START TASK MATERIAL

// src/registry/memory.rs

//! In-process coordination service with session semantics.

use std::collections::{BTreeMap, BTreeSet, HashMap, HashSet};
use std::sync::{Arc, Condvar, Mutex, MutexGuard};

use tracing::debug;

use crate::errors::{DagflowError, Result};
use crate::registry::center::RegistryCenter;

type SessionId = u64;

#[derive(Debug, Clone)]
struct Node {
    value: String,
    owner: Option<SessionId>,
}

#[derive(Debug, Default)]
struct State {
    nodes: BTreeMap<String, Node>,
    /// Lock path -> (holder, hold count).
    locks: HashMap<String, (SessionId, usize)>,
    closed: HashSet<SessionId>,
    next_session: SessionId,
}

#[derive(Debug, Default)]
struct Shared {
    state: Mutex<State>,
    released: Condvar,
}

/// [`RegistryCenter`] kept in memory and shared between sessions.
///
/// Every value is one session; [`MemoryRegistry::new_session`] opens another
/// session on the same tree, which is how tests simulate several nodes.
#[derive(Debug)]
pub struct MemoryRegistry {
    shared: Arc<Shared>,
    session: SessionId,
}

impl Default for MemoryRegistry {
    fn default() -> Self {
        Self::new()
    }
}

impl MemoryRegistry {
    pub fn new() -> Self {
        let shared = Arc::new(Shared::default());
        let session = {
            let mut state = lock_state(&shared);
            state.next_session += 1;
            state.next_session
        };
        Self { shared, session }
    }

    /// Open a new session against the same tree.
    pub fn new_session(&self) -> Self {
        let mut state = self.state();
        state.next_session += 1;
        Self {
            shared: Arc::clone(&self.shared),
            session: state.next_session,
        }
    }

    /// Simulate a session timeout: same effect as [`RegistryCenter::close`].
    pub fn expire_session(&self) {
        self.end_session();
    }

    fn state(&self) -> MutexGuard<'_, State> {
        lock_state(&self.shared)
    }

    fn live_state(&self) -> Result<MutexGuard<'_, State>> {
        let state = self.state();
        if state.closed.contains(&self.session) {
            return Err(DagflowError::Registry(format!(
                "session {} is closed",
                self.session
            )));
        }
        Ok(state)
    }

    fn end_session(&self) {
        let mut state = self.state();
        if !state.closed.insert(self.session) {
            return;
        }

        let session = self.session;
        let owned: Vec<String> = state
            .nodes
            .iter()
            .filter(|(_, node)| node.owner == Some(session))
            .map(|(key, _)| key.clone())
            .collect();
        for key in &owned {
            remove_subtree(&mut state.nodes, key);
        }
        state.locks.retain(|_, (holder, _)| *holder != session);

        debug!(
            session,
            ephemeral_removed = owned.len(),
            "registry session ended"
        );
        drop(state);
        self.shared.released.notify_all();
    }

    fn put(&self, key: &str, value: &str, owner: Option<SessionId>) -> Result<()> {
        let key = normalize(key)?;
        let mut state = self.live_state()?;
        for parent in ancestors(&key) {
            state.nodes.entry(parent).or_insert_with(|| Node {
                value: String::new(),
                owner: None,
            });
        }
        state.nodes.insert(
            key,
            Node {
                value: value.to_string(),
                owner,
            },
        );
        Ok(())
    }
}

fn lock_state(shared: &Shared) -> MutexGuard<'_, State> {
    shared.state.lock().unwrap_or_else(|e| e.into_inner())
}

fn normalize(key: &str) -> Result<String> {
    if !key.starts_with('/') {
        return Err(DagflowError::Registry(format!(
            "registry key '{key}' must be absolute"
        )));
    }
    let trimmed = key.trim_end_matches('/');
    Ok(if trimmed.is_empty() {
        "/".to_string()
    } else {
        trimmed.to_string()
    })
}

/// Proper ancestors of `key`, excluding the root.
fn ancestors(key: &str) -> Vec<String> {
    let mut out = Vec::new();
    let mut end = 0;
    while let Some(pos) = key[end + 1..].find('/') {
        end += pos + 1;
        out.push(key[..end].to_string());
    }
    out
}

fn remove_subtree(nodes: &mut BTreeMap<String, Node>, key: &str) {
    let prefix = format!("{key}/");
    nodes.retain(|k, _| k != key && !k.starts_with(&prefix));
}

impl RegistryCenter for MemoryRegistry {
    fn is_existed(&self, key: &str) -> Result<bool> {
        let key = normalize(key)?;
        Ok(self.live_state()?.nodes.contains_key(&key))
    }

    fn get(&self, key: &str) -> Result<Option<String>> {
        let key = normalize(key)?;
        Ok(self
            .live_state()?
            .nodes
            .get(&key)
            .map(|node| node.value.clone()))
    }

    fn get_children_keys(&self, key: &str) -> Result<Vec<String>> {
        let key = normalize(key)?;
        let prefix = if key == "/" { key } else { format!("{key}/") };
        let state = self.live_state()?;

        let children: BTreeSet<String> = state
            .nodes
            .range(prefix.clone()..)
            .take_while(|(k, _)| k.starts_with(&prefix))
            .filter_map(|(k, _)| k[prefix.len()..].split('/').next())
            .filter(|name| !name.is_empty())
            .map(str::to_string)
            .collect();

        Ok(children.into_iter().collect())
    }

    fn persist(&self, key: &str, value: &str) -> Result<()> {
        self.put(key, value, None)
    }

    fn persist_ephemeral(&self, key: &str, value: &str) -> Result<()> {
        self.put(key, value, Some(self.session))
    }

    fn remove(&self, key: &str) -> Result<()> {
        let key = normalize(key)?;
        let mut state = self.live_state()?;
        remove_subtree(&mut state.nodes, &key);
        Ok(())
    }

    fn acquire_lock(&self, key: &str) -> Result<()> {
        let key = normalize(key)?;
        let mut state = self.live_state()?;

        loop {
            match state.locks.get_mut(&key) {
                None => {
                    state.locks.insert(key, (self.session, 1));
                    return Ok(());
                }
                Some((holder, count)) if *holder == self.session => {
                    *count += 1;
                    return Ok(());
                }
                Some(_) => {
                    state = self
                        .shared
                        .released
                        .wait(state)
                        .unwrap_or_else(|e| e.into_inner());
                    if state.closed.contains(&self.session) {
                        return Err(DagflowError::Registry(format!(
                            "session {} closed while waiting for lock {key}",
                            self.session
                        )));
                    }
                }
            }
        }
    }

    fn release_lock(&self, key: &str) -> Result<()> {
        let key = normalize(key)?;
        let mut state = self.state();

        match state.locks.get_mut(&key) {
            Some((holder, count)) if *holder == self.session => {
                *count -= 1;
                if *count == 0 {
                    state.locks.remove(&key);
                    drop(state);
                    self.shared.released.notify_all();
                }
                Ok(())
            }
            _ => Err(DagflowError::LockNotHeld(key)),
        }
    }

    fn close(&self) -> Result<()> {
        self.end_session();
        Ok(())
    }
}

#[cfg(test)]
mod tests {
    use super::*;
    use std::thread;
    use std::time::Duration;

    #[test]
    fn persist_creates_parents_and_lists_children() {
        let registry = MemoryRegistry::new();
        registry.persist("/ns/nodes/worker/default/h1:1", "x").unwrap();
        registry.persist("/ns/nodes/worker/default/h2:1", "y").unwrap();

        assert!(registry.is_existed("/ns/nodes/worker").unwrap());
        assert_eq!(
            registry.get_children_keys("/ns/nodes/worker/default").unwrap(),
            vec!["h1:1", "h2:1"]
        );
        assert_eq!(registry.get_children_keys("/ns/nodes").unwrap(), vec!["worker"]);
        assert!(registry.get_children_keys("/missing").unwrap().is_empty());
    }

    #[test]
    fn remove_drops_subtree_only() {
        let registry = MemoryRegistry::new();
        registry.persist("/a/b/c", "1").unwrap();
        registry.persist("/a/bb", "2").unwrap();
        registry.remove("/a/b").unwrap();

        assert!(!registry.is_existed("/a/b/c").unwrap());
        assert_eq!(registry.get("/a/bb").unwrap(), Some("2".to_string()));
        registry.remove("/never").unwrap();
    }

    #[test]
    fn closing_a_session_removes_its_ephemeral_nodes() {
        let first = MemoryRegistry::new();
        let second = first.new_session();
        first.persist_ephemeral("/nodes/master/a:1", "a").unwrap();
        second.persist_ephemeral("/nodes/master/b:1", "b").unwrap();

        first.expire_session();

        assert_eq!(second.get_children_keys("/nodes/master").unwrap(), vec!["b:1"]);
        assert!(first.get("/nodes/master/b:1").is_err());
    }

    #[test]
    fn locks_are_reentrant_and_exclusive() {
        let first = MemoryRegistry::new();
        let second = first.new_session();

        first.acquire_lock("/lock/x").unwrap();
        first.acquire_lock("/lock/x").unwrap();
        assert!(matches!(
            second.release_lock("/lock/x"),
            Err(DagflowError::LockNotHeld(_))
        ));

        let waiter = thread::spawn(move || {
            second.acquire_lock("/lock/x").unwrap();
            second.release_lock("/lock/x").unwrap();
        });

        thread::sleep(Duration::from_millis(50));
        assert!(!waiter.is_finished());
        first.release_lock("/lock/x").unwrap();
        first.release_lock("/lock/x").unwrap();
        waiter.join().unwrap();
    }

    #[test]
    fn closed_session_releases_locks() {
        let first = MemoryRegistry::new();
        let second = first.new_session();
        first.acquire_lock("/lock/y").unwrap();
        first.close().unwrap();

        second.acquire_lock("/lock/y").unwrap();
        second.release_lock("/lock/y").unwrap();
    }
}
// src/dependent/model.rs

//! Dependency configuration as stored on a `DEPENDENT` task.

use serde::{Deserialize, Serialize};

use crate::dependent::date_window::DateValue;
use crate::errors::{DagflowError, Result};
use crate::types::{CycleType, DependentRelation};

/// `depTasks` value selecting the whole upstream process instead of one task.
pub const ALL_TASKS: &str = "ALL";

/// Reference to an upstream workflow (or one of its tasks) over a date window.
#[derive(Debug, Clone, PartialEq, Eq, Hash, Serialize, Deserialize)]
#[serde(rename_all = "camelCase")]
pub struct DependentItem {
    pub definition_id: i64,

    /// Upstream task name, or [`ALL_TASKS`].
    #[serde(default = "all_tasks")]
    pub dep_tasks: String,

    pub cycle: CycleType,

    pub date_value: String,
}

fn all_tasks() -> String {
    ALL_TASKS.to_string()
}

impl DependentItem {
    pub fn new(
        definition_id: i64,
        dep_tasks: impl Into<String>,
        cycle: CycleType,
        date_value: impl Into<String>,
    ) -> Self {
        Self {
            definition_id,
            dep_tasks: dep_tasks.into(),
            cycle,
            date_value: date_value.into(),
        }
    }

    /// Cache key identifying this item across polls.
    pub fn key(&self) -> String {
        format!(
            "{}-{}-{}-{}",
            self.definition_id, self.dep_tasks, self.cycle, self.date_value
        )
    }

    pub fn depends_on_all_tasks(&self) -> bool {
        self.dep_tasks == ALL_TASKS
    }

    /// Parse `date_value` and check that it belongs to `cycle`.
    pub fn date(&self) -> Result<DateValue> {
        let value: DateValue = self
            .date_value
            .parse()
            .map_err(|e: String| DagflowError::InvalidDependent(format!("{}: {e}", self.key())))?;
        if value.cycle() != self.cycle {
            return Err(DagflowError::InvalidDependent(format!(
                "date value '{}' does not belong to cycle '{}'",
                self.date_value, self.cycle
            )));
        }
        Ok(value)
    }
}

/// A group of items combined with one relation.
#[derive(Debug, Clone, PartialEq, Serialize, Deserialize, Default)]
#[serde(rename_all = "camelCase")]
pub struct DependentTaskModel {
    #[serde(default)]
    pub depend_item_list: Vec<DependentItem>,
    #[serde(default)]
    pub relation: DependentRelation,
}

/// Full dependency configuration: groups combined with one relation.
#[derive(Debug, Clone, PartialEq, Serialize, Deserialize, Default)]
#[serde(rename_all = "camelCase")]
pub struct DependentParameters {
    #[serde(default)]
    pub depend_task_list: Vec<DependentTaskModel>,
    #[serde(default)]
    pub relation: DependentRelation,
}

impl DependentParameters {
    pub fn from_json(text: &str) -> Result<Self> {
        let params: DependentParameters = serde_json::from_str(text)
            .map_err(|e| DagflowError::InvalidDependent(e.to_string()))?;
        params.validate()?;
        Ok(params)
    }

    /// Reject date expressions that are unknown or do not match their cycle.
    pub fn validate(&self) -> Result<()> {
        for model in &self.depend_task_list {
            for item in &model.depend_item_list {
                item.date()?;
            }
        }
        Ok(())
    }
}

#[cfg(test)]
mod tests {
    use super::*;

    #[test]
    fn parses_stored_json() {
        let params = DependentParameters::from_json(
            r#"{"relation": "OR", "dependTaskList": [
                {"relation": "AND", "dependItemList": [
                    {"definitionId": 7, "depTasks": "load", "cycle": "day", "dateValue": "today"},
                    {"definitionId": 8, "cycle": "hour", "dateValue": "last2Hours"}
                ]}
            ]}"#,
        )
        .unwrap();

        assert_eq!(params.relation, DependentRelation::Or);
        let items = &params.depend_task_list[0].depend_item_list;
        assert_eq!(items[0].key(), "7-load-day-today");
        assert!(items[1].depends_on_all_tasks());
        assert_eq!(items[1].key(), "8-ALL-hour-last2Hours");
    }

    #[test]
    fn mismatched_cycle_is_invalid() {
        let err = DependentParameters::from_json(
            r#"{"dependTaskList": [{"dependItemList": [
                {"definitionId": 1, "cycle": "week", "dateValue": "today"}
            ]}]}"#,
        )
        .unwrap_err();
        assert!(matches!(err, DagflowError::InvalidDependent(_)));
    }

    #[test]
    fn unknown_expression_is_invalid() {
        let item = DependentItem::new(1, ALL_TASKS, CycleType::Day, "yesterday");
        assert!(item.date().is_err());
    }
}
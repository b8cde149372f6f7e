// src/dag/projector.rs

//! Projection of a workflow definition onto a [`Dag`].

use tracing::debug;

use crate::dag::graph::Dag;
use crate::dag::workflow::{TaskNode, TaskNodeRelation, WorkflowDefinition};
use crate::errors::Result;

/// DAG of task names carrying the task node and relation metadata.
pub type WorkflowDag = Dag<String, TaskNode, TaskNodeRelation>;

/// Build the DAG of a workflow definition.
///
/// Every task becomes a node, then every `preTasks` relation becomes an edge.
/// Unknown pre-tasks and cycles are structural errors.
pub fn build_dag(definition: &WorkflowDefinition) -> Result<WorkflowDag> {
    let dag = WorkflowDag::new();

    for task in &definition.tasks {
        dag.add_node(task.name.clone(), task.clone());
    }

    for relation in definition.relations() {
        dag.add_edge(
            relation.start.clone(),
            relation.end.clone(),
            relation,
            false,
        )?;
    }

    debug!(
        nodes = dag.nodes_count(),
        edges = dag.edges_count(),
        "projected workflow definition onto DAG"
    );

    Ok(dag)
}

/// Task names in execution order, as shown on a Gantt chart.
pub fn gantt_order(definition: &WorkflowDefinition) -> Result<Vec<String>> {
    build_dag(definition)?.topological_sort()
}
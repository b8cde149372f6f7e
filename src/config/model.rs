// src/config/model.rs

use std::path::PathBuf;
use std::time::Duration;

use serde::Deserialize;

/// Configuration file as read from TOML, before validation.
///
/// ```toml
/// [registry]
/// namespace = "/dagflow"
/// heartbeat_interval = "10s"
/// worker_group = "default"
///
/// [worker]
/// host = "10.0.0.5"
/// port = 1234
/// tenant = "etl"
/// exec_base_dir = "/tmp/dagflow/exec"
/// use_sudo = true
///
/// [executor]
/// log_flush_rows = 4
/// log_flush_interval = "1s"
///
/// [dependent]
/// poll_interval = "1s"
/// wait_budget = "10m"
/// ```
///
/// All sections are optional and have defaults.
#[derive(Debug, Clone, Deserialize, Default)]
pub struct RawConfigFile {
    #[serde(default)]
    pub registry: RawRegistrySection,
    #[serde(default)]
    pub worker: RawWorkerSection,
    #[serde(default)]
    pub executor: RawExecutorSection,
    #[serde(default)]
    pub dependent: RawDependentSection,
}

/// `[registry]` section.
#[derive(Debug, Clone, Deserialize, Default)]
pub struct RawRegistrySection {
    pub namespace: Option<String>,
    pub heartbeat_interval: Option<String>,
    pub monitor_interval: Option<String>,
    pub worker_group: Option<String>,
}

/// `[worker]` section.
#[derive(Debug, Clone, Deserialize, Default)]
pub struct RawWorkerSection {
    pub host: Option<String>,
    pub port: Option<u16>,
    pub tenant: Option<String>,
    pub exec_base_dir: Option<PathBuf>,
    #[serde(default)]
    pub use_sudo: bool,
}

/// `[executor]` section.
#[derive(Debug, Clone, Deserialize, Default)]
pub struct RawExecutorSection {
    pub log_flush_rows: Option<usize>,
    pub log_flush_interval: Option<String>,
    pub job_poll_interval: Option<String>,
    pub kill_grace_period: Option<String>,
}

/// `[dependent]` section.
#[derive(Debug, Clone, Deserialize, Default)]
pub struct RawDependentSection {
    pub poll_interval: Option<String>,
    pub wait_budget: Option<String>,
}

/// Validated configuration. Construct via `ConfigFile::try_from(raw)`.
#[derive(Debug, Clone, Default)]
pub struct ConfigFile {
    pub registry: RegistrySettings,
    pub worker: WorkerSettings,
    pub executor: ExecutorSettings,
    pub dependent: DependentSettings,
}

#[derive(Debug, Clone, PartialEq, Eq)]
pub struct RegistrySettings {
    /// Root path of every registry entry; starts with `/`.
    pub namespace: String,
    pub heartbeat_interval: Duration,
    pub monitor_interval: Duration,
    pub worker_group: String,
}

impl Default for RegistrySettings {
    fn default() -> Self {
        Self {
            namespace: "/dagflow".to_string(),
            heartbeat_interval: Duration::from_secs(10),
            monitor_interval: Duration::from_secs(5),
            worker_group: "default".to_string(),
        }
    }
}

#[derive(Debug, Clone, PartialEq, Eq)]
pub struct WorkerSettings {
    pub host: String,
    pub port: u16,
    /// OS user tasks run as when `use_sudo` is set.
    pub tenant: String,
    pub exec_base_dir: PathBuf,
    pub use_sudo: bool,
}

impl Default for WorkerSettings {
    fn default() -> Self {
        Self {
            host: "127.0.0.1".to_string(),
            port: 1234,
            tenant: "dagflow".to_string(),
            exec_base_dir: std::env::temp_dir().join("dagflow").join("exec"),
            use_sudo: false,
        }
    }
}

impl WorkerSettings {
    pub fn address(&self) -> String {
        format!("{}:{}", self.host, self.port)
    }
}

#[derive(Debug, Clone, Copy, PartialEq, Eq)]
pub struct ExecutorSettings {
    /// Buffered log lines that trigger a flush.
    pub log_flush_rows: usize,
    /// Time since the last flush that triggers a flush.
    pub log_flush_interval: Duration,
    pub job_poll_interval: Duration,
    /// Wait after the soft kill before escalating to a hard kill.
    pub kill_grace_period: Duration,
}

impl Default for ExecutorSettings {
    fn default() -> Self {
        Self {
            log_flush_rows: 4,
            log_flush_interval: Duration::from_secs(1),
            job_poll_interval: Duration::from_secs(1),
            kill_grace_period: Duration::from_secs(2),
        }
    }
}

#[derive(Debug, Clone, Copy, PartialEq, Eq)]
pub struct DependentSettings {
    pub poll_interval: Duration,
    /// How long a missing upstream run counts as WAITING.
    pub wait_budget: Duration,
}

impl Default for DependentSettings {
    fn default() -> Self {
        Self {
            poll_interval: Duration::from_secs(1),
            wait_budget: Duration::ZERO,
        }
    }
}

/// Parse a duration string like `"250ms"`, `"3s"`, `"2m"` or `"1h"`.
pub fn parse_duration(s: &str) -> Result<Duration, String> {
    let s = s.trim();
    if s.is_empty() {
        return Err("empty duration string".to_string());
    }

    let idx = s
        .chars()
        .position(|c| !c.is_ascii_digit())
        .ok_or_else(|| format!("duration '{s}' is missing a unit suffix"))?;

    let (num_part, unit_part) = s.split_at(idx);
    let value: u64 = num_part
        .parse()
        .map_err(|e| format!("invalid duration number '{num_part}': {e}"))?;

    let seconds_per_unit = match unit_part.trim().to_lowercase().as_str() {
        "ms" => return Ok(Duration::from_millis(value)),
        "s" => 1,
        "m" => 60,
        "h" => 60 * 60,
        unit => {
            return Err(format!(
                "unsupported duration unit '{unit}'; expected ms, s, m, or h"
            ));
        }
    };

    value
        .checked_mul(seconds_per_unit)
        .map(Duration::from_secs)
        .ok_or_else(|| format!("duration '{s}' is too large"))
}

END TASK MATERIAL

EXERCISE INSTRUCTIONS: Reproduce every line in the data that has the word "onto" in it.

YOUR SOLUTION:
//! Projection of a workflow definition onto a [`Dag`].
        "projected workflow definition onto DAG"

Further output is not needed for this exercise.